LibreOffice has released version 5.0 of its office suite, boasting what the company says is a more useful, intelligently designed user interface.
If that sounds a little boring--well, it is. LibreOffice lacks the intelligence built into the latest versions of Microsoft Office. And though Windows 10 commands just a tiny fraction of the market, it also includes downloadable, simplified versions of Microsoft Office apps that automatically sync to the cloud.
So why bother even writing about it? Because of one number: 60.75 percent. That's the market share Windows 7 still holds, which lacks a free, native editing suite (ignoring Microsoft's Office Web apps, for the moment). And that's the market LibreOffice hopes to win.
LibreOffice is now available for download from the Web site of the Document Foundation, which oversees the project. The Document Foundation claims that over 80 million users have downloaded and requested the 4.x versions, a substantial user base made up of users who either prefer open-source solutions, or are just looking for a decent free alternative. PCWorld reviewed LibreOffice 4.0, and loved it.
Why this matters: Office's sway is so pervasive, and its business features so powerful, that one can easily be lulled into thinking that it's the only solution. And there are just a few other office suites out there, including Apache OpenOffice (though it is reportedly struggling due to lack of developer support); as well as Kingsoft (now WPS) Office. But if you're stuck looking for a free editing and document creations solution, it might be a good idea to check out LibreOffice.
A few new features, including stability
In some sense, LibreOffice has been on hold since 2010, when the company took the old LibreOffice 3.0 code, cleaned it up, then refactored it in developing LibreOffice 4.0. In short, LibreOffice has spent as much time simply bringing a stable product to market as anything else. Italo Vignoli, one of the coordinators of the project, said that the defects per lines of code is now below 0.001, that code commitments on an annual basis reached 300 in June, and that import/export crashes over time have decreased to nearly zero.

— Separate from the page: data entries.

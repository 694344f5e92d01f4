//! # Dindin CLI
//!
//! Command-line front end over the view-state stores.
//!
//! ## Startup Sequence
//! ```text
//! ┌─────────────────────────────────────────────────────────────────────────┐
//! │                    CLI Startup Sequence                                 │
//! │                                                                         │
//! │  1. Parse arguments (clap)                                             │
//! │  2. Load config: defaults → config.toml → DINDIN_* env → flags         │
//! │  3. Initialize tracing (stderr)                                        │
//! │  4. Ensure the data directory exists                                   │
//! │  5. Database::initialize() (migrations + first-run seeding)            │
//! │  6. Run the command through the stores                                 │
//! │  7. Close the database, print output or the error                      │
//! └─────────────────────────────────────────────────────────────────────────┘
//! ```

mod commands;
mod config;
mod error;
mod render;

use std::process::ExitCode;

use clap::Parser;
use dindin_db::Database;
use tracing::{error, info};
use tracing_subscriber::EnvFilter;

use crate::commands::{Cli, Context};
use crate::config::AppConfig;
use crate::error::{CliError, CliResult};

#[tokio::main]
async fn main() -> ExitCode {
    let cli = Cli::parse();

    let config = match load_config(&cli) {
        Ok(config) => config,
        Err(e) => {
            eprintln!("error: {}", e);
            return ExitCode::FAILURE;
        }
    };

    init_tracing(&config.log.filter);

    match run(cli, config).await {
        Ok(output) => {
            print!("{}", output);
            ExitCode::SUCCESS
        }
        Err(e) => {
            eprintln!("error: {}", e);
            ExitCode::FAILURE
        }
    }
}

/// Config file and environment, then the `--db` flag on top.
fn load_config(cli: &Cli) -> CliResult<AppConfig> {
    let mut config = AppConfig::load(cli.config.as_deref())?;
    if let Some(path) = &cli.db {
        config.database.path = Some(path.clone());
    }
    Ok(config)
}

/// Initializes the tracing subscriber for logging.
///
/// `RUST_LOG` wins over the configured filter. Logs go to stderr so
/// stdout stays clean for `--json`.
fn init_tracing(configured: &str) {
    let filter = EnvFilter::try_from_default_env()
        .or_else(|_| EnvFilter::try_new(configured))
        .unwrap_or_else(|_| EnvFilter::new(config::DEFAULT_LOG_FILTER));

    tracing_subscriber::fmt()
        .with_env_filter(filter)
        .with_writer(std::io::stderr)
        .init();
}

async fn run(cli: Cli, config: AppConfig) -> CliResult<String> {
    let db_config = config.db_config()?;

    if let Some(parent) = db_config.database_path.parent() {
        if !parent.as_os_str().is_empty() {
            std::fs::create_dir_all(parent).map_err(|source| CliError::DataDir {
                path: parent.to_path_buf(),
                source,
            })?;
        }
    }

    let db = Database::new(db_config);
    if let Err(e) = db.initialize().await {
        error!(error = %e, "Failed to initialize database");
        return Err(e.into());
    }
    info!(path = %db.config().database_path.display(), "Database opened");

    let ctx = Context::new(db.clone(), cli.json);
    let result = commands::execute(&cli.command, &ctx).await;

    db.close().await;
    result
}
//! # Domain Types
//!
//! Core domain types used throughout Dindin.
//!
//! ## Type Hierarchy
//! ```text
//! ┌─────────────────────────────────────────────────────────────────────────┐
//! │                         Domain Types                                    │
//! │                                                                         │
//! │  ┌─────────────────┐   ┌─────────────────┐   ┌─────────────────┐       │
//! │  │    Category     │   │  PaymentMethod  │   │  CategoryType   │       │
//! │  │  ─────────────  │   │  ─────────────  │   │  ─────────────  │       │
//! │  │  id (UUID)      │   │  id (UUID)      │   │  Expense gasto  │       │
//! │  │  name           │   │  name           │   │  Income receita │       │
//! │  │  icon ──────────┼───┼─► IconName      │   └─────────────────┘       │
//! │  │  color ─► CategoryColor (16 entries)  │                              │
//! │  │  category_type  │   │  enabled        │                              │
//! │  └─────────────────┘   └─────────────────┘                              │
//! └─────────────────────────────────────────────────────────────────────────┘
//! ```
//!
//! Icon and color are closed sets: an unknown value is rejected when it is
//! parsed, never discovered later at render time.

use chrono::{DateTime, Utc};
use serde::{Deserialize, Serialize};
use std::fmt;
use std::str::FromStr;
use ts_rs::TS;

use crate::error::CoreError;

// =============================================================================
// Category Color
// =============================================================================

/// Fixed palette a category can be painted with.
#[derive(Debug, Clone, Copy, PartialEq, Eq, Hash, Serialize, Deserialize, TS)]
#[cfg_attr(feature = "sqlx", derive(sqlx::Type))]
#[cfg_attr(feature = "sqlx", sqlx(rename_all = "lowercase"))]
#[ts(export)]
#[serde(rename_all = "lowercase")]
pub enum CategoryColor {
    Red,
    Blue,
    Green,
    Yellow,
    Purple,
    Pink,
    Indigo,
    Teal,
    Orange,
    Gray,
    Emerald,
    Cyan,
    Amber,
    Lime,
    Violet,
    Rose,
}

impl CategoryColor {
    /// Every palette entry, warm colors first, in picker order.
    pub const ALL: [CategoryColor; 16] = [
        CategoryColor::Red,
        CategoryColor::Rose,
        CategoryColor::Pink,
        CategoryColor::Orange,
        CategoryColor::Amber,
        CategoryColor::Yellow,
        CategoryColor::Lime,
        CategoryColor::Green,
        CategoryColor::Emerald,
        CategoryColor::Teal,
        CategoryColor::Cyan,
        CategoryColor::Blue,
        CategoryColor::Indigo,
        CategoryColor::Violet,
        CategoryColor::Purple,
        CategoryColor::Gray,
    ];

    /// Stored/serialized name.
    pub const fn as_str(&self) -> &'static str {
        match self {
            CategoryColor::Red => "red",
            CategoryColor::Blue => "blue",
            CategoryColor::Green => "green",
            CategoryColor::Yellow => "yellow",
            CategoryColor::Purple => "purple",
            CategoryColor::Pink => "pink",
            CategoryColor::Indigo => "indigo",
            CategoryColor::Teal => "teal",
            CategoryColor::Orange => "orange",
            CategoryColor::Gray => "gray",
            CategoryColor::Emerald => "emerald",
            CategoryColor::Cyan => "cyan",
            CategoryColor::Amber => "amber",
            CategoryColor::Lime => "lime",
            CategoryColor::Violet => "violet",
            CategoryColor::Rose => "rose",
        }
    }

    /// Hex code used to render the color.
    pub const fn hex(&self) -> &'static str {
        match self {
            CategoryColor::Red => "#EF4444",
            CategoryColor::Blue => "#3B82F6",
            CategoryColor::Green => "#10B981",
            CategoryColor::Yellow => "#F59E0B",
            CategoryColor::Purple => "#8B5CF6",
            CategoryColor::Pink => "#EC4899",
            CategoryColor::Indigo => "#6366F1",
            CategoryColor::Teal => "#14B8A6",
            CategoryColor::Orange => "#F97316",
            CategoryColor::Gray => "#6B7280",
            CategoryColor::Emerald => "#059669",
            CategoryColor::Cyan => "#06B6D4",
            CategoryColor::Amber => "#D97706",
            CategoryColor::Lime => "#65A30D",
            CategoryColor::Violet => "#7C3AED",
            CategoryColor::Rose => "#F43F5E",
        }
    }
}

impl fmt::Display for CategoryColor {
    fn fmt(&self, f: &mut fmt::Formatter<'_>) -> fmt::Result {
        f.pad(self.as_str())
    }
}

impl FromStr for CategoryColor {
    type Err = CoreError;

    fn from_str(s: &str) -> Result<Self, Self::Err> {
        let wanted = s.trim().to_lowercase();
        CategoryColor::ALL
            .into_iter()
            .find(|color| color.as_str() == wanted)
            .ok_or_else(|| CoreError::UnknownColor(s.to_string()))
    }
}

// =============================================================================
// Icon Name
// =============================================================================

/// Declares the icon enumeration together with its name table.
///
/// Variant names double as the stored and serialized form ("Gamepad2").
macro_rules! icon_names {
    ($($variant:ident),+ $(,)?) => {
        /// Icon identifiers a category or payment method can display.
        #[derive(Debug, Clone, Copy, PartialEq, Eq, Hash, Serialize, Deserialize, TS)]
        #[cfg_attr(feature = "sqlx", derive(sqlx::Type))]
        #[ts(export)]
        pub enum IconName {
            $($variant),+
        }

        impl IconName {
            /// Every icon, in picker order.
            pub const ALL: &'static [IconName] = &[$(IconName::$variant),+];

            /// Stored/serialized name.
            pub const fn as_str(&self) -> &'static str {
                match self {
                    $(IconName::$variant => stringify!($variant)),+
                }
            }
        }
    };
}

icon_names! {
    ShoppingCart,
    Car,
    House,
    Utensils,
    Heart,
    Gamepad2,
    GraduationCap,
    Briefcase,
    Plane,
    Coffee,
    Gift,
    Music,
    Camera,
    Book,
    Dumbbell,
    Shirt,
    Fuel,
    Smartphone,
    PiggyBank,
    Calculator,
    Stethoscope,
    Wrench,
    Palette,
    TreePine,
    Bus,
    Brain,
    Bike,
    Building2,
    Building,
    Store,
    Pizza,
    Cake,
    Wine,
    Salad,
    Apple,
    Sandwich,
    Monitor,
    Headphones,
    Keyboard,
    Mouse,
    Tablet,
    Watch,
    CircleDot,
    Trophy,
    Target,
    Zap,
    Star,
    Crown,
    Flower,
    Sun,
    Moon,
    Cloud,
    Umbrella,
    Rainbow,
    Dog,
    Cat,
    Fish,
    Bird,
    Bug,
    Leaf,
    Hammer,
    Scissors,
    Paintbrush,
    Ruler,
    Paperclip,
    Pin,
    MapPin,
    Compass,
    Globe,
    Mountain,
    Waves,
    Tent,
    Bed,
    Sofa,
    Lamp,
    Key,
    Lock,
    Shield,
    Users,
    User,
    Baby,
    Glasses,
    HardHat,
    ShoppingBag,
    Wallet,
    CreditCard,
    Receipt,
    Coins,
    Pix,
    Banknote,
    FileText,
}

impl Default for IconName {
    fn default() -> Self {
        IconName::ShoppingCart
    }
}

impl fmt::Display for IconName {
    fn fmt(&self, f: &mut fmt::Formatter<'_>) -> fmt::Result {
        f.pad(self.as_str())
    }
}

impl FromStr for IconName {
    type Err = CoreError;

    /// Icon names are case-sensitive, matching how they are stored.
    fn from_str(s: &str) -> Result<Self, Self::Err> {
        let wanted = s.trim();
        IconName::ALL
            .iter()
            .copied()
            .find(|icon| icon.as_str() == wanted)
            .ok_or_else(|| CoreError::UnknownIcon(s.to_string()))
    }
}

// =============================================================================
// Category Type
// =============================================================================

/// Whether a category classifies money going out or coming in.
#[derive(Debug, Clone, Copy, PartialEq, Eq, Hash, Serialize, Deserialize, TS)]
#[cfg_attr(feature = "sqlx", derive(sqlx::Type))]
#[ts(export)]
pub enum CategoryType {
    /// Money spent.
    #[serde(rename = "gasto")]
    #[cfg_attr(feature = "sqlx", sqlx(rename = "gasto"))]
    Expense,
    /// Money received.
    #[serde(rename = "receita")]
    #[cfg_attr(feature = "sqlx", sqlx(rename = "receita"))]
    Income,
}

impl CategoryType {
    /// Stored/serialized name.
    pub const fn as_str(&self) -> &'static str {
        match self {
            CategoryType::Expense => "gasto",
            CategoryType::Income => "receita",
        }
    }
}

impl Default for CategoryType {
    fn default() -> Self {
        CategoryType::Expense
    }
}

impl fmt::Display for CategoryType {
    fn fmt(&self, f: &mut fmt::Formatter<'_>) -> fmt::Result {
        f.pad(self.as_str())
    }
}

impl FromStr for CategoryType {
    type Err = CoreError;

    /// Accepts the stored Portuguese names and their English equivalents.
    fn from_str(s: &str) -> Result<Self, Self::Err> {
        match s.trim().to_lowercase().as_str() {
            "gasto" | "expense" => Ok(CategoryType::Expense),
            "receita" | "income" => Ok(CategoryType::Income),
            _ => Err(CoreError::UnknownCategoryType(s.to_string())),
        }
    }
}

// =============================================================================
// Category
// =============================================================================

/// A user-defined label for classifying transactions.
#[derive(Debug, Clone, PartialEq, Eq, Serialize, Deserialize, TS)]
#[ts(export)]
#[serde(rename_all = "camelCase")]
pub struct Category {
    /// Unique identifier (UUID v4). Never changes.
    pub id: String,

    /// Display name.
    pub name: String,

    pub icon: IconName,

    pub color: CategoryColor,

    /// Expense or income.
    #[serde(rename = "type")]
    pub category_type: CategoryType,

    #[ts(as = "String")]
    pub created_at: DateTime<Utc>,

    #[ts(as = "String")]
    pub updated_at: DateTime<Utc>,
}

impl Category {
    /// Applies the fields present in `input`, leaving the others untouched.
    ///
    /// Timestamps are the caller's business: the gateway owns the clock.
    pub fn apply(&mut self, input: &UpdateCategoryInput) {
        if let Some(name) = &input.name {
            self.name = name.trim().to_string();
        }
        if let Some(icon) = input.icon {
            self.icon = icon;
        }
        if let Some(color) = input.color {
            self.color = color;
        }
        if let Some(category_type) = input.category_type {
            self.category_type = category_type;
        }
    }
}

/// Fields required to create a category.
#[derive(Debug, Clone, PartialEq, Eq, Serialize, Deserialize, TS)]
#[ts(export)]
#[serde(rename_all = "camelCase")]
pub struct CreateCategoryInput {
    pub name: String,
    pub icon: IconName,
    pub color: CategoryColor,
    #[serde(rename = "type")]
    pub category_type: CategoryType,
}

impl CreateCategoryInput {
    pub fn new(
        name: impl Into<String>,
        icon: IconName,
        color: CategoryColor,
        category_type: CategoryType,
    ) -> Self {
        CreateCategoryInput {
            name: name.into(),
            icon,
            color,
            category_type,
        }
    }
}

/// Partial update of a category: `None` means "leave as is".
#[derive(Debug, Clone, Default, PartialEq, Eq, Serialize, Deserialize, TS)]
#[ts(export)]
#[serde(rename_all = "camelCase")]
pub struct UpdateCategoryInput {
    pub id: String,
    #[serde(default, skip_serializing_if = "Option::is_none")]
    #[ts(optional)]
    pub name: Option<String>,
    #[serde(default, skip_serializing_if = "Option::is_none")]
    #[ts(optional)]
    pub icon: Option<IconName>,
    #[serde(default, skip_serializing_if = "Option::is_none")]
    #[ts(optional)]
    pub color: Option<CategoryColor>,
    #[serde(rename = "type", default, skip_serializing_if = "Option::is_none")]
    #[ts(optional)]
    pub category_type: Option<CategoryType>,
}

impl UpdateCategoryInput {
    /// Starts an update that changes nothing.
    pub fn new(id: impl Into<String>) -> Self {
        UpdateCategoryInput {
            id: id.into(),
            ..Default::default()
        }
    }

    pub fn name(mut self, name: impl Into<String>) -> Self {
        self.name = Some(name.into());
        self
    }

    pub fn icon(mut self, icon: IconName) -> Self {
        self.icon = Some(icon);
        self
    }

    pub fn color(mut self, color: CategoryColor) -> Self {
        self.color = Some(color);
        self
    }

    pub fn category_type(mut self, category_type: CategoryType) -> Self {
        self.category_type = Some(category_type);
        self
    }

    /// True when no mutable field is present.
    pub fn is_empty(&self) -> bool {
        self.name.is_none()
            && self.icon.is_none()
            && self.color.is_none()
            && self.category_type.is_none()
    }
}

// =============================================================================
// Payment Method
// =============================================================================

/// A seeded means of payment (cash, card, ...). Only `enabled` is mutable.
#[derive(Debug, Clone, PartialEq, Eq, Serialize, Deserialize, TS)]
#[ts(export)]
#[serde(rename_all = "camelCase")]
pub struct PaymentMethod {
    pub id: String,
    pub name: String,
    pub icon: IconName,
    pub enabled: bool,
    #[ts(as = "String")]
    pub created_at: DateTime<Utc>,
    #[ts(as = "String")]
    pub updated_at: DateTime<Utc>,
}

/// Toggle for a payment method.
#[derive(Debug, Clone, PartialEq, Eq, Serialize, Deserialize, TS)]
#[ts(export)]
#[serde(rename_all = "camelCase")]
pub struct UpdatePaymentMethodInput {
    pub id: String,
    pub enabled: bool,
}

impl UpdatePaymentMethodInput {
    pub fn new(id: impl Into<String>, enabled: bool) -> Self {
        UpdatePaymentMethodInput {
            id: id.into(),
            enabled,
        }
    }
}

// =============================================================================
// Name Ordering
// =============================================================================

/// Orders records by name, then id.
///
/// Byte-wise comparison, the same ordering SQLite's default BINARY
/// collation produces for `ORDER BY name`.
pub trait Named {
    fn id(&self) -> &str;
    fn name(&self) -> &str;
}

impl Named for Category {
    fn id(&self) -> &str {
        &self.id
    }

    fn name(&self) -> &str {
        &self.name
    }
}

impl Named for PaymentMethod {
    fn id(&self) -> &str {
        &self.id
    }

    fn name(&self) -> &str {
        &self.name
    }
}

/// Sorts in place by name ascending.
pub fn sort_by_name<T: Named>(items: &mut [T]) {
    items.sort_by(|a, b| a.name().cmp(b.name()).then_with(|| a.id().cmp(b.id())));
}

/// True if `items` is already in [`sort_by_name`] order.
pub fn is_sorted_by_name<T: Named>(items: &[T]) -> bool {
    items
        .windows(2)
        .all(|pair| (pair[0].name(), pair[0].id()) <= (pair[1].name(), pair[1].id()))
}

// =============================================================================
// Unit Tests
// =============================================================================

LibreOffice will be deployed as an .MSI file, not as an executable, meaning that LibreOffice developers will be able to push updates and patches more quickly than otherwise. The developers have committed to pushing out new versions on a set schedule, rather than when they're done, he added.
So why should you download it? The suite still includes the standalone apps: Writer, Calc, Impress, and Draw, along with a Math formula calculator as well as the Base database. According to Vignoli, the suite boasts a new Start Center, an overall better UI, with features like the ability to preview styles in a sidebar and better compatibility between Microsoft Office and Apple's own Productivity Apps, aka iWork. Documents can be exported to PDF, and time-stamped to boot. And they'll all work with Windows 10.
It's worth noting, that of the new features, most if not all of them appear to be concentrated in the four core apps: Writer, Calc, Impress and Draw.
In the future, LibreOffice plans to punch up the existing Ubuntu and Android apps (there are no plans to support iOS, at present) and to eventually launch a cloud version. Users will have the option to try out "LibreOffice Fresh," a generally unsupported "ring" of new builds.
It's probably reasonable to think that Microsoft's own free Office offerings will continue to improve over time, and that their user base will expnad as more people become aware of them. On the other hand, there's still room for free, "good enough" alternatives, and LibreOffice seems like it has carved out that niche for itself.